Comedian Nick Griffin brings laughter to the Turnhalle stage in the Tivoli Jan. 28. Photo by Floyd Brandt • agreiger@mscd.edu

It’s only too fitting the day’s event, a stand-up performance by comedian Nick Griffin, was scheduled to kick off at 1 p.m. Grebe-Micheal said that lunch time is the best time to host events.

Judging by the constant squeak of sneakers punctuating the curious murmurs of students, as well as the booking of a performer of Griffin’s pedigree, Student Activities has got it right.

Nick Griffin has performed for well over two decades. He has recently appeared on Comedy Central, Letterman and Leno and has also written for another late night show.

He started doing stand-up during his college days. To escape the intellectual claustrophobia and mundanity of his “tiny, midwestern liberal arts college,”

Griffin and his buddies would drive to Kansas City open mic nights. They’d listen to older performers who seemed unafraid to discuss taboos, an observation Griffin called liberating.

“We’d listen, and we’d talk, and eventually my buddies got me drunk and pushed me in front of the mic,” he humbly recalls.

If Griffin’s first performances weren’t polished, his career now certainly is. Along with his pit-stop at Auraria, his time in Denver consisted of a four-night stint at Denver’s Comedy Works South.

Griffin’s stage persona and point of view remind one of a parallel version of Lester Burnham, the embattled father in the film “American Beauty.” Except this Lester hasn’t been killed.

Instead his wife has divorced him and moved in with Buddy Kane.
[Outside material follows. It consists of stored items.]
use crate::error::ScriptError;
use crate::parse::MAX_NESTING;
use std::fmt;

#[derive(Debug, Clone, PartialEq)]
pub enum TokenKind {
    Ident(String),
    Number(f64),
    Str(String),
    Template(Vec<TemplateChunk>),

    LParen,
    RParen,
    LBrace,
    RBrace,
    Comma,
    Semi,
    Dot,
    Question,
    Colon,
    Arrow,

    Assign,
    PlusAssign,
    MinusAssign,
    Eq,
    StrictEq,
    NotEq,
    StrictNotEq,
    Lt,
    Le,
    Gt,
    Ge,
    Plus,
    Minus,
    Star,
    Slash,
    Percent,
    Bang,
    AndAnd,
    OrOr,
    PlusPlus,
    MinusMinus,

    Eof,
}

/// A piece of a template literal: raw text or the tokens of a `${...}` hole.
#[derive(Debug, Clone, PartialEq)]
pub enum TemplateChunk {
    Text(String),
    Code(Vec<Token>),
}

#[derive(Debug, Clone, PartialEq)]
pub struct Token {
    pub kind: TokenKind,
    pub line: usize,
}

impl fmt::Display for TokenKind {
    fn fmt(&self, f: &mut fmt::Formatter<'_>) -> fmt::Result {
        let text = match self {
            TokenKind::Ident(name) => return write!(f, "`{name}`"),
            TokenKind::Number(n) => return write!(f, "number `{n}`"),
            TokenKind::Str(_) => "string literal",
            TokenKind::Template(_) => "template literal",
            TokenKind::LParen => "`(`",
            TokenKind::RParen => "`)`",
            TokenKind::LBrace => "`{`",
            TokenKind::RBrace => "`}`",
            TokenKind::Comma => "`,`",
            TokenKind::Semi => "`;`",
            TokenKind::Dot => "`.`",
            TokenKind::Question => "`?`",
            TokenKind::Colon => "`:`",
            TokenKind::Arrow => "`=>`",
            TokenKind::Assign => "`=`",
            TokenKind::PlusAssign => "`+=`",
            TokenKind::MinusAssign => "`-=`",
            TokenKind::Eq => "`==`",
            TokenKind::StrictEq => "`===`",
            TokenKind::NotEq => "`!=`",
            TokenKind::StrictNotEq => "`!==`",
            TokenKind::Lt => "`<`",
            TokenKind::Le => "`<=`",
            TokenKind::Gt => "`>`",
            TokenKind::Ge => "`>=`",
            TokenKind::Plus => "`+`",
            TokenKind::Minus => "`-`",
            TokenKind::Star => "`*`",
            TokenKind::Slash => "`/`",
            TokenKind::Percent => "`%`",
            TokenKind::Bang => "`!`",
            TokenKind::AndAnd => "`&&`",
            TokenKind::OrOr => "`||`",
            TokenKind::PlusPlus => "`++`",
            TokenKind::MinusMinus => "`--`",
            TokenKind::Eof => "end of input",
        };
        f.write_str(text)
    }
}

pub fn tokenize(source: &str) -> Result<Vec<Token>, ScriptError> {
    tokenize_with_limit(source, MAX_NESTING)
}

/// Like [`tokenize`], rejecting template literals nested deeper than `max_nesting`.
pub fn tokenize_with_limit(source: &str, max_nesting: usize) -> Result<Vec<Token>, ScriptError> {
    Lexer::new(source, 1, max_nesting).run()
}

struct Lexer {
    chars: Vec<char>,
    pos: usize,
    line: usize,
    tokens: Vec<Token>,
    /// Template holes that may still open inside this one.
    holes_left: usize,
}

impl Lexer {
    fn new(source: &str, line: usize, holes_left: usize) -> Self {
        Self {
            chars: source.chars().collect(),
            pos: 0,
            line,
            tokens: Vec::new(),
            holes_left,
        }
    }

    fn peek(&self) -> Option<char> {
        self.chars.get(self.pos).copied()
    }

    fn peek_next(&self) -> Option<char> {
        self.chars.get(self.pos + 1).copied()
    }

    fn bump(&mut self) -> Option<char> {
        let c = self.chars.get(self.pos).copied()?;
        self.pos += 1;
        if c == '\n' {
            self.line += 1;
        }
        Some(c)
    }

    fn eat(&mut self, expected: char) -> bool {
        if self.peek() == Some(expected) {
            self.pos += 1;
            true
        } else {
            false
        }
    }

    fn push(&mut self, kind: TokenKind, line: usize) {
        self.tokens.push(Token { kind, line });
    }

    fn run(mut self) -> Result<Vec<Token>, ScriptError> {
        while let Some(c) = self.peek() {
            let line = self.line;
            match c {
                c if c.is_whitespace() => {
                    self.bump();
                }
                '/' if self.peek_next() == Some('/') => {
                    while let Some(c) = self.peek() {
                        if c == '\n' {
                            break;
                        }
                        self.bump();
                    }
                }
                '/' if self.peek_next() == Some('*') => {
                    self.bump();
                    self.bump();
                    loop {
                        match self.bump() {
                            Some('*') if self.eat('/') => break,
                            Some(_) => {}
                            None => return Err(ScriptError::syntax(line, "unterminated comment")),
                        }
                    }
                }
                '"' | '\'' => {
                    self.bump();
                    let text = self.string(c, line)?;
                    self.push(TokenKind::Str(text), line);
                }
                '`' => {
                    self.bump();
                    let chunks = self.template(line)?;
                    self.push(TokenKind::Template(chunks), line);
                }
                c if c.is_ascii_digit() => {
                    let n = self.number(line)?;
                    self.push(TokenKind::Number(n), line);
                }
                c if c.is_alphabetic() || c == '_' || c == '$' => {
                    let mut name = String::new();
                    while let Some(c) = self.peek() {
                        if c.is_alphanumeric() || c == '_' || c == '$' {
                            name.push(c);
                            self.bump();
                        } else {
                            break;
                        }
                    }
                    self.push(TokenKind::Ident(name), line);
                }
                _ => {
                    self.bump();
                    let kind = self.punct(c, line)?;
                    self.push(kind, line);
                }
            }
        }
        let line = self.line;
        self.push(TokenKind::Eof, line);
        Ok(self.tokens)
    }

    fn punct(&mut self, c: char, line: usize) -> Result<TokenKind, ScriptError> {
        let kind = match c {
            '(' => TokenKind::LParen,
            ')' => TokenKind::RParen,
            '{' => TokenKind::LBrace,
            '}' => TokenKind::RBrace,
            ',' => TokenKind::Comma,
            ';' => TokenKind::Semi,
            '.' => TokenKind::Dot,
            '?' => TokenKind::Question,
            ':' => TokenKind::Colon,
            '*' => TokenKind::Star,
            '/' => TokenKind::Slash,
            '%' => TokenKind::Percent,
            '+' if self.eat('+') => TokenKind::PlusPlus,
            '+' if self.eat('=') => TokenKind::PlusAssign,
            '+' => TokenKind::Plus,
            '-' if self.eat('-') => TokenKind::MinusMinus,
            '-' if self.eat('=') => TokenKind::MinusAssign,
            '-' => TokenKind::Minus,
            '=' if self.eat('>') => TokenKind::Arrow,
            '=' if self.eat('=') => {
                if self.eat('=') {
                    TokenKind::StrictEq
                } else {
                    TokenKind::Eq
                }
            }
            '=' => TokenKind::Assign,
            '!' if self.eat('=') => {
                if self.eat('=') {
                    TokenKind::StrictNotEq
                } else {
                    TokenKind::NotEq
                }
            }
            '!' => TokenKind::Bang,
            '<' if self.eat('=') => TokenKind::Le,
            '<' => TokenKind::Lt,
            '>' if self.eat('=') => TokenKind::Ge,
            '>' => TokenKind::Gt,
            '&' if self.eat('&') => TokenKind::AndAnd,
            '|' if self.eat('|') => TokenKind::OrOr,
            other => {
                return Err(ScriptError::syntax(
                    line,
                    format!("unexpected character `{other}`"),
                ));
            }
        };
        Ok(kind)
    }

    fn escape(&mut self, line: usize) -> Result<char, ScriptError> {
        match self.bump() {
            Some('n') => Ok('\n'),
            Some('t') => Ok('\t'),
            Some('r') => Ok('\r'),
            Some('0') => Ok('\0'),
            Some(c) => Ok(c),
            None => Err(ScriptError::syntax(line, "unterminated string literal")),
        }
    }

    fn string(&mut self, quote: char, line: usize) -> Result<String, ScriptError> {
        let mut text = String::new();
        loop {
            match self.bump() {
                Some(c) if c == quote => return Ok(text),
                Some('\\') => text.push(self.escape(line)?),
                Some('\n') | None => {
                    return Err(ScriptError::syntax(line, "unterminated string literal"));
                }
                Some(c) => text.push(c),
            }
        }
    }

    fn template(&mut self, line: usize) -> Result<Vec<TemplateChunk>, ScriptError> {
        let mut chunks = Vec::new();
        let mut text = String::new();
        loop {
            match self.bump() {
                Some('`') => break,
                Some('\\') => text.push(self.escape(line)?),
                Some('$') if self.peek() == Some('{') => {
                    self.bump();
                    if !text.is_empty() {
                        chunks.push(TemplateChunk::Text(std::mem::take(&mut text)));
                    }
                    if self.holes_left == 0 {
                        return Err(ScriptError::syntax(line, "template literal nested too deeply"));
                    }
                    let hole_line = self.line;
                    let code = self.template_hole(line)?;
                    let mut tokens = Lexer::new(&code, hole_line, self.holes_left - 1).run()?;
                    // Drop the nested Eof; the parser appends its own.
                    tokens.pop();
                    chunks.push(TemplateChunk::Code(tokens));
                }
                Some(c) => text.push(c),
                None => return Err(ScriptError::syntax(line, "unterminated template literal")),
            }
        }
        if !text.is_empty() || chunks.is_empty() {
            chunks.push(TemplateChunk::Text(text));
        }
        Ok(chunks)
    }

    /// Source text of a `${...}` hole, up to the matching close brace.
    fn template_hole(&mut self, line: usize) -> Result<String, ScriptError> {
        let mut depth = 0usize;
        let mut code = String::new();
        let mut quote: Option<char> = None;
        loop {
            let Some(c) = self.bump() else {
                return Err(ScriptError::syntax(line, "unterminated template literal"));
            };
            match quote {
                Some(q) => {
                    if c == '\\' {
                        code.push(c);
                        if let Some(next) = self.bump() {
                            code.push(next);
                        }
                        continue;
                    }
                    if c == q {
                        quote = None;
                    }
                }
                None => match c {
                    '\'' | '"' => quote = Some(c),
                    '{' => depth += 1,
                    '}' if depth == 0 => return Ok(code),
                    '}' => depth -= 1,
                    _ => {}
                },
            }
            code.push(c);
        }
    }

    fn number(&mut self, line: usize) -> Result<f64, ScriptError> {
        let mut text = String::new();
        while let Some(c) = self.peek() {
            if c.is_ascii_digit() || c == '_' {
                if c != '_' {
                    text.push(c);
                }
                self.bump();
            } else {
                break;
            }
        }
        if self.peek() == Some('.') && self.peek_next().is_some_and(|c| c.is_ascii_digit()) {
            text.push('.');
            self.bump();
            while let Some(c) = self.peek() {
                if c.is_ascii_digit() {
                    text.push(c);
                    self.bump();
                } else {
                    break;
                }
            }
        }
        text.parse::<f64>()
            .map_err(|_| ScriptError::syntax(line, format!("invalid number `{text}`")))
    }
}

#[cfg(test)]
mod tests {
    use super::*;

    fn kinds(source: &str) -> Vec<TokenKind> {
        tokenize(source)
            .unwrap()
            .into_iter()
            .map(|t| t.kind)
            .collect()
    }

    #[test]
    fn test_operators_prefer_longest_match() {
        assert_eq!(
            kinds("a === b !== c => d"),
            vec![
                TokenKind::Ident("a".into()),
                TokenKind::StrictEq,
                TokenKind::Ident("b".into()),
                TokenKind::StrictNotEq,
                TokenKind::Ident("c".into()),
                TokenKind::Arrow,
                TokenKind::Ident("d".into()),
                TokenKind::Eof,
            ]
        );
    }

    #[test]
    fn test_lines_are_tracked_across_comments() {
        let tokens = tokenize("a\n// note\n/* x\n y */ b").unwrap();
        assert_eq!(tokens[0].line, 1);
        assert_eq!(tokens[1].line, 4);
    }

    #[test]
    fn test_template_holes_are_lexed() {
        let tokens = tokenize("`n = ${n + 1}!`").unwrap();
        let TokenKind::Template(chunks) = &tokens[0].kind else {
            panic!("expected template");
        };
        assert_eq!(chunks.len(), 3);
        assert_eq!(chunks[0], TemplateChunk::Text("n = ".into()));
        assert!(matches!(&chunks[1], TemplateChunk::Code(code) if code.len() == 3));
        assert_eq!(chunks[2], TemplateChunk::Text("!".into()));
    }

    #[test]
    fn test_unterminated_string_reports_line() {
        let err = tokenize("\nconsole.log('oops").unwrap_err();
        assert_eq!(err.line(), Some(2));
    }

    #[test]
    fn test_template_nesting_is_bounded() {
        let mut source = "1".to_string();
        for _ in 0..3 {
            source = format!("`${{{source}}}`");
        }
        assert!(tokenize_with_limit(&source, 3).is_ok());

        let err = tokenize_with_limit(&source, 2).unwrap_err();
        assert!(err.to_string().contains("nested too deeply"));
    }
}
His daughter, Janie, has run off to New York, and he’s taken to patronizing Colonel Fitts’ barber. Swinging from neurotic frustration to resigned shrug, he attempts “to draw on what’s true” about himself and his life. But like a Britney Spears photograph prior to rigorous airbrushing, what’s true isn’t necessarily pretty.

Sitting on a couch backstage after his Turnhalle gig, Griffin leans forward, hoodie pulled over his head, and concedes, “Comics are generally down [and] are outsiders. We just point out things that we think are wrong.”

In a shtick that riffs on topics as diverse as divorce, masturbation, aging and Brad Pitt, what’s wrong to Griffin are life’s tiny ironies and nagging unfairnesses.

Griffin’s Tivoli appearance was one of many events Metro’s Student Activities department, in conjunction with UCD and CCD, has planned for the Spring 2010 semester.

“We looked for something light to start off,” said Justin Merow, a Metro SA event planner.

One goal of SA is to foster a sense of community at a commuter-oriented campus.

Assistant Director of Events, Mark Schwartz, reveals that professors often suggest and sponsor lectures relevant to numerous courses of study.

“Our mission is to offer co-curricular events,” Schwartz said. “I’d say about 95 percent of them are just that.”

“The thing to remember is that [students] do have a voice in what goes on here,” Merow added.